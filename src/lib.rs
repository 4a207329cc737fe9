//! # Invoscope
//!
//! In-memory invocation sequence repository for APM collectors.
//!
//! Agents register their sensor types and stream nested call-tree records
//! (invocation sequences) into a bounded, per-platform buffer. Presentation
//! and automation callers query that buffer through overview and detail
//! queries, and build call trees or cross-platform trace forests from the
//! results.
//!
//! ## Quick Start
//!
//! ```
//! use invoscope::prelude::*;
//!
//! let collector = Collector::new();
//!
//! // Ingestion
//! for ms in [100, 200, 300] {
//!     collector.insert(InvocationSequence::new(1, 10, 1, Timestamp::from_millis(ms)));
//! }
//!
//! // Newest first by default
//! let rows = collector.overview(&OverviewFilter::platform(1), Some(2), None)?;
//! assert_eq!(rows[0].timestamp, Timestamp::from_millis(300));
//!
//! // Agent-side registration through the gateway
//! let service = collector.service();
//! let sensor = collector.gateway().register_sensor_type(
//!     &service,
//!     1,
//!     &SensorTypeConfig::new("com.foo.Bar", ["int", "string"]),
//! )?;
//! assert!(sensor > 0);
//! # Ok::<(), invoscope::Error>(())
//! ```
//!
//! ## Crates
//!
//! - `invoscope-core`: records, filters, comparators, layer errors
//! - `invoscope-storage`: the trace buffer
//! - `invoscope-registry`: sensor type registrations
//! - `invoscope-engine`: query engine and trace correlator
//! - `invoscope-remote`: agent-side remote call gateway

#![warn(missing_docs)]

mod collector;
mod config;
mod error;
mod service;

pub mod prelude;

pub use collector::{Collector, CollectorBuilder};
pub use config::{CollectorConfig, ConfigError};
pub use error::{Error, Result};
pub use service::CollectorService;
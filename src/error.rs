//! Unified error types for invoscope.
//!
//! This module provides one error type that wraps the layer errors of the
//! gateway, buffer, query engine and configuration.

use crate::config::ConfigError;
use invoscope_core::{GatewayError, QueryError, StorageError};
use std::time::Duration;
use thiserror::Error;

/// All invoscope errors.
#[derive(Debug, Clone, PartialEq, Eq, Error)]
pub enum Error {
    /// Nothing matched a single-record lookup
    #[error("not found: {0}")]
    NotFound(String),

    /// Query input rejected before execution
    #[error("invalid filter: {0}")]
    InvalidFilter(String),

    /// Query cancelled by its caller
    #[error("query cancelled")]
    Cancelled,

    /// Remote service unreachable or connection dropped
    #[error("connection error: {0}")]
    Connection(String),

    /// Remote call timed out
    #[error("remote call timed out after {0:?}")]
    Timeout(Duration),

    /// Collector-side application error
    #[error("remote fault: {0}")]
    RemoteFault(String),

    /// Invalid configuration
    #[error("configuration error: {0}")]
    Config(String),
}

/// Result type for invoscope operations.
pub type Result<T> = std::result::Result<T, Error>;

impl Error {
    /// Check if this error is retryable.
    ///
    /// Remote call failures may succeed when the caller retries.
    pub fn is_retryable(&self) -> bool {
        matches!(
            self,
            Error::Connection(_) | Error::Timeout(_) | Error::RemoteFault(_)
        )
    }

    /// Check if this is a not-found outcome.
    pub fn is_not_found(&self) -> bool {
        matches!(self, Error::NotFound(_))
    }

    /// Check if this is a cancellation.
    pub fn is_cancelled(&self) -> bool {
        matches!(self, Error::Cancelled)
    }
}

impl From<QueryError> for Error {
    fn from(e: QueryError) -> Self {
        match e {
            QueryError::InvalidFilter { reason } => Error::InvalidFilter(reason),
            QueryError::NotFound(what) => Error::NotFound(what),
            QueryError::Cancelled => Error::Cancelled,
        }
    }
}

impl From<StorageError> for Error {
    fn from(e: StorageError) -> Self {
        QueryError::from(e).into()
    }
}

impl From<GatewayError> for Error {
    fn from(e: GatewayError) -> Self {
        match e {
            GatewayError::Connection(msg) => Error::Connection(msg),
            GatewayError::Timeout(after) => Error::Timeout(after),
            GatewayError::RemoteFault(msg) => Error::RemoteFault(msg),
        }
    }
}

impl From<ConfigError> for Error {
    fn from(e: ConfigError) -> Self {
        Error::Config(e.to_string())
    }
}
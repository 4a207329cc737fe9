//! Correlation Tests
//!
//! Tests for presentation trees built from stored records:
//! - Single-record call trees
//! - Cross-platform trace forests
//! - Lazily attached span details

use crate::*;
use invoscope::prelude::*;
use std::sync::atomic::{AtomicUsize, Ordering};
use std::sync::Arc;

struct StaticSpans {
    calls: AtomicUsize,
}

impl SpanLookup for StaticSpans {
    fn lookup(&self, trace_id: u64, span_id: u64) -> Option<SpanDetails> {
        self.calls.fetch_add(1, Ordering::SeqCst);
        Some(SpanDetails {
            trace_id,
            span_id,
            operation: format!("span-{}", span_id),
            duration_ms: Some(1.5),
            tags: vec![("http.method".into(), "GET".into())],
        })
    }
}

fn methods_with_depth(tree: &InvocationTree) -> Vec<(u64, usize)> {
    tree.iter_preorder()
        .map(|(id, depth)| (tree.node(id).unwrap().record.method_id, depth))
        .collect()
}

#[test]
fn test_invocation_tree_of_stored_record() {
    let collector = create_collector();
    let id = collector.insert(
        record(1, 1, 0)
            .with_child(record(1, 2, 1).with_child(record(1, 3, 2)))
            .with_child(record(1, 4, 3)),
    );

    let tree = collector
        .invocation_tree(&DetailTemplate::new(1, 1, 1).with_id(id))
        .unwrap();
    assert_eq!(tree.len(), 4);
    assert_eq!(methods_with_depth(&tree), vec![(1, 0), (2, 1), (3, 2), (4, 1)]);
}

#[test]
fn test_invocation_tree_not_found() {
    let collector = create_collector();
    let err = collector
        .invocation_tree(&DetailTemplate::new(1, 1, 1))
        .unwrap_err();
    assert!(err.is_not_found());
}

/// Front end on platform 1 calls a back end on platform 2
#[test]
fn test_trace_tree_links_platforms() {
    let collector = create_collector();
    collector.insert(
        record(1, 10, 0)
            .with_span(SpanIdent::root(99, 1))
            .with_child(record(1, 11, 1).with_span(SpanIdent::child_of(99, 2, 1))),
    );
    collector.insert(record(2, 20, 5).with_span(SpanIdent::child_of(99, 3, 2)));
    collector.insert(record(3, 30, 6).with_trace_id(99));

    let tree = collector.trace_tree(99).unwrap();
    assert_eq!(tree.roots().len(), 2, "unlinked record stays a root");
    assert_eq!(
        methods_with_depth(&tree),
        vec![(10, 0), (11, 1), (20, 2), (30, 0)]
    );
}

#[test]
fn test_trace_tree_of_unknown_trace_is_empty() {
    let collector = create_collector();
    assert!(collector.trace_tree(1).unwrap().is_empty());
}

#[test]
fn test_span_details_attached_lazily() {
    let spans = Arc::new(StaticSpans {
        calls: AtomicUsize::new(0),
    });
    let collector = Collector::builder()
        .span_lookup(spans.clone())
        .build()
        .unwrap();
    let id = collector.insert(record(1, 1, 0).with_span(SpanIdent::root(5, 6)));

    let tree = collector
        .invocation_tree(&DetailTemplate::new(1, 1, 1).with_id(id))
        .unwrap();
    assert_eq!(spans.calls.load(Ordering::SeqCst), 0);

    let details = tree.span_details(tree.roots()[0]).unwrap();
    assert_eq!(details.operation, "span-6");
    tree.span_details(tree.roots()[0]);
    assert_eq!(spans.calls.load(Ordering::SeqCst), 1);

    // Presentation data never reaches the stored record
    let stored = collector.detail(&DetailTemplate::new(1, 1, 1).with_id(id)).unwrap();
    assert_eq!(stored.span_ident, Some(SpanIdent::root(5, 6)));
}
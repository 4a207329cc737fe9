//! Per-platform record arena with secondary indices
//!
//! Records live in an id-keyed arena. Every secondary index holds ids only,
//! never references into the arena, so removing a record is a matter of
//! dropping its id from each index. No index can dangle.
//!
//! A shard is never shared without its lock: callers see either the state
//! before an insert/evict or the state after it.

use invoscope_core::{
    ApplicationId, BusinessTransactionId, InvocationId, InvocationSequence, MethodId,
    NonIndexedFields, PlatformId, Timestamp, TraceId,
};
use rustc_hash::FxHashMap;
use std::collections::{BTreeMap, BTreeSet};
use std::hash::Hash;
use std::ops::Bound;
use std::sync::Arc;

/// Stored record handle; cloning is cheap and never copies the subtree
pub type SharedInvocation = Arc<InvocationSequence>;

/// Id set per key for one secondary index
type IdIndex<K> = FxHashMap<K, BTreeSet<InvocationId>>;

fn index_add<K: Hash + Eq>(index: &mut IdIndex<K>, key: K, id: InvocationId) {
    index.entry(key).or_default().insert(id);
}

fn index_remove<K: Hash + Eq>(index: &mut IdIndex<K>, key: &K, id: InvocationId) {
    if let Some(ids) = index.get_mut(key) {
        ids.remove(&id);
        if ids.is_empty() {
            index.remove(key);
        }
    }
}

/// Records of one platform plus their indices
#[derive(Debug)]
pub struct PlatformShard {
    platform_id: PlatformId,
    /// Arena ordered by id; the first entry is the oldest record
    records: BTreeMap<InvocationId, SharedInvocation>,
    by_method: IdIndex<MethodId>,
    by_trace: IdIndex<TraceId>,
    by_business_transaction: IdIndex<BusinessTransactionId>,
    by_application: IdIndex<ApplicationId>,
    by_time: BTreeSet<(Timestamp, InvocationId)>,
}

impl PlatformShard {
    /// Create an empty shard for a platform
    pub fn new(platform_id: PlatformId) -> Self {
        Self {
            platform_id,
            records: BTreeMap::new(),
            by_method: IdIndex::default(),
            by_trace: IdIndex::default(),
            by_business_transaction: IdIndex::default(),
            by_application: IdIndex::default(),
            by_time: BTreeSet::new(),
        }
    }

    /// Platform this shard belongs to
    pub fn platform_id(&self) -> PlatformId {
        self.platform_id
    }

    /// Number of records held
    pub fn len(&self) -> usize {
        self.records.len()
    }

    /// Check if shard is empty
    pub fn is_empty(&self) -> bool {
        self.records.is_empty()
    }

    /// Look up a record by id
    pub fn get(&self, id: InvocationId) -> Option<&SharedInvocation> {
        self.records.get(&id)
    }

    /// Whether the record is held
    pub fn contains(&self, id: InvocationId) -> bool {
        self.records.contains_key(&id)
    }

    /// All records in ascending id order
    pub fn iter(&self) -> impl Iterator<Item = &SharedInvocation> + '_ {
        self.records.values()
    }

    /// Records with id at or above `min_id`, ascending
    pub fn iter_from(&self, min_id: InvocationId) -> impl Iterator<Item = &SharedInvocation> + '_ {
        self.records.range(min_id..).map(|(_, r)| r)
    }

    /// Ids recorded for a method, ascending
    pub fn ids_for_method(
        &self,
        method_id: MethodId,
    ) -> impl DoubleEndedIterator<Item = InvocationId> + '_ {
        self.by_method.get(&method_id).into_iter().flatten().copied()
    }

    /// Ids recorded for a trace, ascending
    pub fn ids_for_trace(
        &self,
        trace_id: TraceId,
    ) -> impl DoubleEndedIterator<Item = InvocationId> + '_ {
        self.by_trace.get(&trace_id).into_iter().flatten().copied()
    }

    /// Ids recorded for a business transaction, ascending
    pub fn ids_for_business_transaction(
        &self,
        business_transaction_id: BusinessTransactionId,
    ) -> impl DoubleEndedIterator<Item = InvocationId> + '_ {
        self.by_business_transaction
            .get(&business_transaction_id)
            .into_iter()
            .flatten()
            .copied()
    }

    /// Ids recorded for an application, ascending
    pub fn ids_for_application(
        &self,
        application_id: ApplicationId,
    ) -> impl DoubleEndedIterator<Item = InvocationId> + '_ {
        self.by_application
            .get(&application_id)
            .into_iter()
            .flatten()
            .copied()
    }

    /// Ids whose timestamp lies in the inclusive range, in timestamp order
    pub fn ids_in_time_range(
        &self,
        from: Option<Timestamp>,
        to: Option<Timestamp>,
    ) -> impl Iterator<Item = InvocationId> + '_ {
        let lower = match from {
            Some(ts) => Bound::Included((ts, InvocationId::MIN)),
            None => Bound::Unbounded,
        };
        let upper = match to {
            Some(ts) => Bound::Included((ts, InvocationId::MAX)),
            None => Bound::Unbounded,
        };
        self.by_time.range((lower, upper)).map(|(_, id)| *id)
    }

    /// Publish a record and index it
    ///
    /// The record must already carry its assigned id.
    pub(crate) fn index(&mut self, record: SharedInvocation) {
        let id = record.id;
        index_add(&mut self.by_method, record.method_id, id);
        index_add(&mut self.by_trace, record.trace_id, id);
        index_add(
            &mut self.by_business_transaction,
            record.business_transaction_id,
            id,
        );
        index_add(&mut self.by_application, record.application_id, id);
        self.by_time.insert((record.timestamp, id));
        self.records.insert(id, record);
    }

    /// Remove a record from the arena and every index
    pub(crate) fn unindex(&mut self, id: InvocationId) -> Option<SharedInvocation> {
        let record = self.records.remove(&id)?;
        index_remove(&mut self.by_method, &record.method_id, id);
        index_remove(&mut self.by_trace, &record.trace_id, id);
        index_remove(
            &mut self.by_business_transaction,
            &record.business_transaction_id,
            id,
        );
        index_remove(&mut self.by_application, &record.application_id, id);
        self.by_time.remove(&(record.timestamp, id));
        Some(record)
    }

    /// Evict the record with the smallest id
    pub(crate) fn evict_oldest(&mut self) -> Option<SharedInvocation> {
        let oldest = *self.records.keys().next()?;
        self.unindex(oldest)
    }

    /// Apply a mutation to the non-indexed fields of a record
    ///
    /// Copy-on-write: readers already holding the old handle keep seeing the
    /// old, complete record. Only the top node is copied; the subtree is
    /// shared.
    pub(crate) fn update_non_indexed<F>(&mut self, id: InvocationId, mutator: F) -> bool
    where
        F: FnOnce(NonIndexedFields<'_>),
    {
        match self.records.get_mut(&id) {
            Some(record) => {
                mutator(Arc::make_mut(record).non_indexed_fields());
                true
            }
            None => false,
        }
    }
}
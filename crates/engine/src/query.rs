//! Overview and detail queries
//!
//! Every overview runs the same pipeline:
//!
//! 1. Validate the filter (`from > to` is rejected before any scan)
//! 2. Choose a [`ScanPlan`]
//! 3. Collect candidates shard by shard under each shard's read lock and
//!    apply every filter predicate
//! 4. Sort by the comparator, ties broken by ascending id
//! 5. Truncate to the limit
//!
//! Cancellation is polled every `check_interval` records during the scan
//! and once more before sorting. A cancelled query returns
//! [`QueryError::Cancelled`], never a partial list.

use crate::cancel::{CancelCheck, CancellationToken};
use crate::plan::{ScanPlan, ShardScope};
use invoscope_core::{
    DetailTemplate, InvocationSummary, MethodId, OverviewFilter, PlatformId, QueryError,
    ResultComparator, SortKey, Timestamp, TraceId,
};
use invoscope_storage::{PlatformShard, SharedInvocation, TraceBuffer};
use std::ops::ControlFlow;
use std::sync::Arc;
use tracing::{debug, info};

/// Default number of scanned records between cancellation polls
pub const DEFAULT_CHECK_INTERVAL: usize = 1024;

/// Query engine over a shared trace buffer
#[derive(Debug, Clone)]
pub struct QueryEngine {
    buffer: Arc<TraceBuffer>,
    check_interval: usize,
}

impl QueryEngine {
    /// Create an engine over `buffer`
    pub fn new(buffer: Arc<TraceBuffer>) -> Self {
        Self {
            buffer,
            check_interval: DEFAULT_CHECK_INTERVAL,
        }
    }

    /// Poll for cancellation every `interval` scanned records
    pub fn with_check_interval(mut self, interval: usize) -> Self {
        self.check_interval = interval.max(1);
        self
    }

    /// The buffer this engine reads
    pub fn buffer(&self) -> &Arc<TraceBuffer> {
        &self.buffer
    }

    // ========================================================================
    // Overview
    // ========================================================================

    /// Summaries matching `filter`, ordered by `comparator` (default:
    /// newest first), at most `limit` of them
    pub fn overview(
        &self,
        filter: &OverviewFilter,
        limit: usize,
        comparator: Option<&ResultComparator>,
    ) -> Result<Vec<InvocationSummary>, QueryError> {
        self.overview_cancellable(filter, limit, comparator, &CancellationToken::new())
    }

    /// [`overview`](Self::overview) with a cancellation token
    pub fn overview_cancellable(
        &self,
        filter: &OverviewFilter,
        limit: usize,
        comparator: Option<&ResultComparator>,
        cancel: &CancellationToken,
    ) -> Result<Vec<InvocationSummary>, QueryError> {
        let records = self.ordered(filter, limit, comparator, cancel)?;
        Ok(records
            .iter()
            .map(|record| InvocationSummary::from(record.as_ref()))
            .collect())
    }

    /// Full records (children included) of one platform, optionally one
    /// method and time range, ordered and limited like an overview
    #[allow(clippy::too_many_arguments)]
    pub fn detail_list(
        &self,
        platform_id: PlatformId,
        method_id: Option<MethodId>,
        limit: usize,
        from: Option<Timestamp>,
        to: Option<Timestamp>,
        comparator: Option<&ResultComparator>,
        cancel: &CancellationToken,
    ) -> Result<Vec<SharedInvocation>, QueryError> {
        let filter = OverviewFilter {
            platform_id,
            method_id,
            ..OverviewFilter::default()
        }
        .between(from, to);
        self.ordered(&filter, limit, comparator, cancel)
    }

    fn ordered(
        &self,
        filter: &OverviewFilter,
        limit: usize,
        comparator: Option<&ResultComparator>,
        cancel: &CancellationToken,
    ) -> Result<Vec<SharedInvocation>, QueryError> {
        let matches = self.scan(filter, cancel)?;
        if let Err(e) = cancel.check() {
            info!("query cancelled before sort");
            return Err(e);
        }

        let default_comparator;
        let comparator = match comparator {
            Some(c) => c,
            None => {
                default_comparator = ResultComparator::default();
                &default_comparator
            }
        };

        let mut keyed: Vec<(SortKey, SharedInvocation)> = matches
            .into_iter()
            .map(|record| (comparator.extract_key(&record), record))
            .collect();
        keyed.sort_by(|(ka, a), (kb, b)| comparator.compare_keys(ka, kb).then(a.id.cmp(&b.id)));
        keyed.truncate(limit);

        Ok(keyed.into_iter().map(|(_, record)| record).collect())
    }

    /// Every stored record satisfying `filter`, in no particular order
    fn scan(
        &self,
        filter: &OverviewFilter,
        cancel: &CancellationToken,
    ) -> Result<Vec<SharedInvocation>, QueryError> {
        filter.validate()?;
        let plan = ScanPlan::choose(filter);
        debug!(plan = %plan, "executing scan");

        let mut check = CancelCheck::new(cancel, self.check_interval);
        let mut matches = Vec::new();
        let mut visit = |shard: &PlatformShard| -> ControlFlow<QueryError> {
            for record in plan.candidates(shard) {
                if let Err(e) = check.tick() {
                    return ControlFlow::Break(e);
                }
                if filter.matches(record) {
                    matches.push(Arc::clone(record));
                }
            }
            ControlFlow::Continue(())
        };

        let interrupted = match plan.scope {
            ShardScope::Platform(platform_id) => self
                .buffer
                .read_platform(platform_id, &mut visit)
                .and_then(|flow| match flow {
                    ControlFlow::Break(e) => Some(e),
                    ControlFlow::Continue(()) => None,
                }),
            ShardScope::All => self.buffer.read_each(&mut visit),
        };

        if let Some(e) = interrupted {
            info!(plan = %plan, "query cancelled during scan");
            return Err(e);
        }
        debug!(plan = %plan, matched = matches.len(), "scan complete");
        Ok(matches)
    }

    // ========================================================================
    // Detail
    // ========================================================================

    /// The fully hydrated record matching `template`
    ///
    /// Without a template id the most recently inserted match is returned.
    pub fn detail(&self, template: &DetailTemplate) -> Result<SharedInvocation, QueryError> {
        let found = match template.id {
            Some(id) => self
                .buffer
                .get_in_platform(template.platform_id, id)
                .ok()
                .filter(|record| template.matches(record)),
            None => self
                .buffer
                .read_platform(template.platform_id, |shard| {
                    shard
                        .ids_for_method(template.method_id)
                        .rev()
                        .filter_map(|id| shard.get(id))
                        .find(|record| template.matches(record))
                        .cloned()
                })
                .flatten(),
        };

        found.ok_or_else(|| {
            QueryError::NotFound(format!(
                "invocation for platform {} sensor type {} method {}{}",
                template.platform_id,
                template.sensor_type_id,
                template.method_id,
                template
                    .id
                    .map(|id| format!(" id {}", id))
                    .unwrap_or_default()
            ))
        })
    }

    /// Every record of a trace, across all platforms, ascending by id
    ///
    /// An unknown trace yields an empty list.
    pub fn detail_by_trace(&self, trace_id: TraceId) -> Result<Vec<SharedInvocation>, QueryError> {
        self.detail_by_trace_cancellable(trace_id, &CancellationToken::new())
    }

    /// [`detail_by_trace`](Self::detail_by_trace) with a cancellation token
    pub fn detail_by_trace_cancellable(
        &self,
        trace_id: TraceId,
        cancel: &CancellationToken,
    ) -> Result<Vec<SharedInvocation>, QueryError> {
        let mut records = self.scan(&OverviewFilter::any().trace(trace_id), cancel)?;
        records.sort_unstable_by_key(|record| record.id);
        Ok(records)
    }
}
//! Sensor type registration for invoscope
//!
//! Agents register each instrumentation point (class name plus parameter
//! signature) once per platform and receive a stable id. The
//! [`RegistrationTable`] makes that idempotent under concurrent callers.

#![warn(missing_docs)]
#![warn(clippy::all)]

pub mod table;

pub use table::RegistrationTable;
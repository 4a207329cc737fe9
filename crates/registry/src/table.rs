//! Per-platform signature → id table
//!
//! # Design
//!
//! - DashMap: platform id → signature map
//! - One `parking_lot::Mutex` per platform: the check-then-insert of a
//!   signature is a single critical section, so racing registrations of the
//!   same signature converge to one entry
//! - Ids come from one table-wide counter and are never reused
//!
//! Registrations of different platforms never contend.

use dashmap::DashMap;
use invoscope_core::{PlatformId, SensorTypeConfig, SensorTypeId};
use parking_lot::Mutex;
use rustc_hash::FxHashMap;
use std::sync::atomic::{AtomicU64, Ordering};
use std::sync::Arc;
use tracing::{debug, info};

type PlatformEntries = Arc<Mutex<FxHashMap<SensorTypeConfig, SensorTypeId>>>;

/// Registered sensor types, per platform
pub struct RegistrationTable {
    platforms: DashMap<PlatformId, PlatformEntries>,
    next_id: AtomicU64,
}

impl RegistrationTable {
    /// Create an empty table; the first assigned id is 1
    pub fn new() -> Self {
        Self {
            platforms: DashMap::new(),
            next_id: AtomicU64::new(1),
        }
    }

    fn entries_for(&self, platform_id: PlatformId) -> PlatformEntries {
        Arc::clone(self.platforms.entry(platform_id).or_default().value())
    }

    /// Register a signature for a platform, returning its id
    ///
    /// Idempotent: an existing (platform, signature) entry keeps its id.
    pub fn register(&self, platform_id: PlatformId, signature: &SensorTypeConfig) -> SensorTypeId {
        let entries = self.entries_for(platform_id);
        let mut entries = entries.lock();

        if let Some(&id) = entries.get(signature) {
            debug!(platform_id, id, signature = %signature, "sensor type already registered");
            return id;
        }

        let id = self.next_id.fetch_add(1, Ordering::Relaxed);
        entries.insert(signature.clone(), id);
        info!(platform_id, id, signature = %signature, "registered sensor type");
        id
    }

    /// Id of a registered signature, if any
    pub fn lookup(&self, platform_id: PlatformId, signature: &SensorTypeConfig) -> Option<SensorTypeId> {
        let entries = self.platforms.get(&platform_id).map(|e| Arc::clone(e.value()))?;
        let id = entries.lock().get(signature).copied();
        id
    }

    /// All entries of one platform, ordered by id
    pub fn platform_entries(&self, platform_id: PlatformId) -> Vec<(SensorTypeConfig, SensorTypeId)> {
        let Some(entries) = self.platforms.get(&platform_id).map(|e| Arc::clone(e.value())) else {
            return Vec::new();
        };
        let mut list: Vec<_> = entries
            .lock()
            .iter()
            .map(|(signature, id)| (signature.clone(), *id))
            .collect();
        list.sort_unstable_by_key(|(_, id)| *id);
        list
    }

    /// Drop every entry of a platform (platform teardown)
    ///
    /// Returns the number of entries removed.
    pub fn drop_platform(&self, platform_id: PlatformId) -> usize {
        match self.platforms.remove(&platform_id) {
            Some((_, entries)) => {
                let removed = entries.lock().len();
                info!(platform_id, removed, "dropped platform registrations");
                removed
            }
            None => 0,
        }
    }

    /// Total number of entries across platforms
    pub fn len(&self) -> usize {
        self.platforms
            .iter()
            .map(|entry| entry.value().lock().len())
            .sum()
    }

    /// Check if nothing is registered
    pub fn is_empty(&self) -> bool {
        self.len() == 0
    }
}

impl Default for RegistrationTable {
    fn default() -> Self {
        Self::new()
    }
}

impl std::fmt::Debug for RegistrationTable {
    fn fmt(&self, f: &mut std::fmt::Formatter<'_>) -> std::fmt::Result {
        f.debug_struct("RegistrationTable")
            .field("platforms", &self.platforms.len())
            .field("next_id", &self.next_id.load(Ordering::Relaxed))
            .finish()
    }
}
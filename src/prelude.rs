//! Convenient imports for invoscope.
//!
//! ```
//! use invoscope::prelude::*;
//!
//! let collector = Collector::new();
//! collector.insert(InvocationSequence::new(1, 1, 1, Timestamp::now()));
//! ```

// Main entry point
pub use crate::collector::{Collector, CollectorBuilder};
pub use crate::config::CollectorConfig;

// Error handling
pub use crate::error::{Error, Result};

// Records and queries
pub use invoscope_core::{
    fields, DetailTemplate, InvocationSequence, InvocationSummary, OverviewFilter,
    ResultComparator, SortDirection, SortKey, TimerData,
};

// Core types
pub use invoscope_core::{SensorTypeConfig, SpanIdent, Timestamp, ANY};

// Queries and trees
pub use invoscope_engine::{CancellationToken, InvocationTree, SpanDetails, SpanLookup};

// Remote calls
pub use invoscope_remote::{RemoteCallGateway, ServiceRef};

Task brief
For the string "errors", show each line of the listing where it appears.

Exercise answer
//! - `invoscope-core`: records, filters, comparators, layer errors
//! This module provides one error type that wraps the layer errors of the
/// All invoscope errors.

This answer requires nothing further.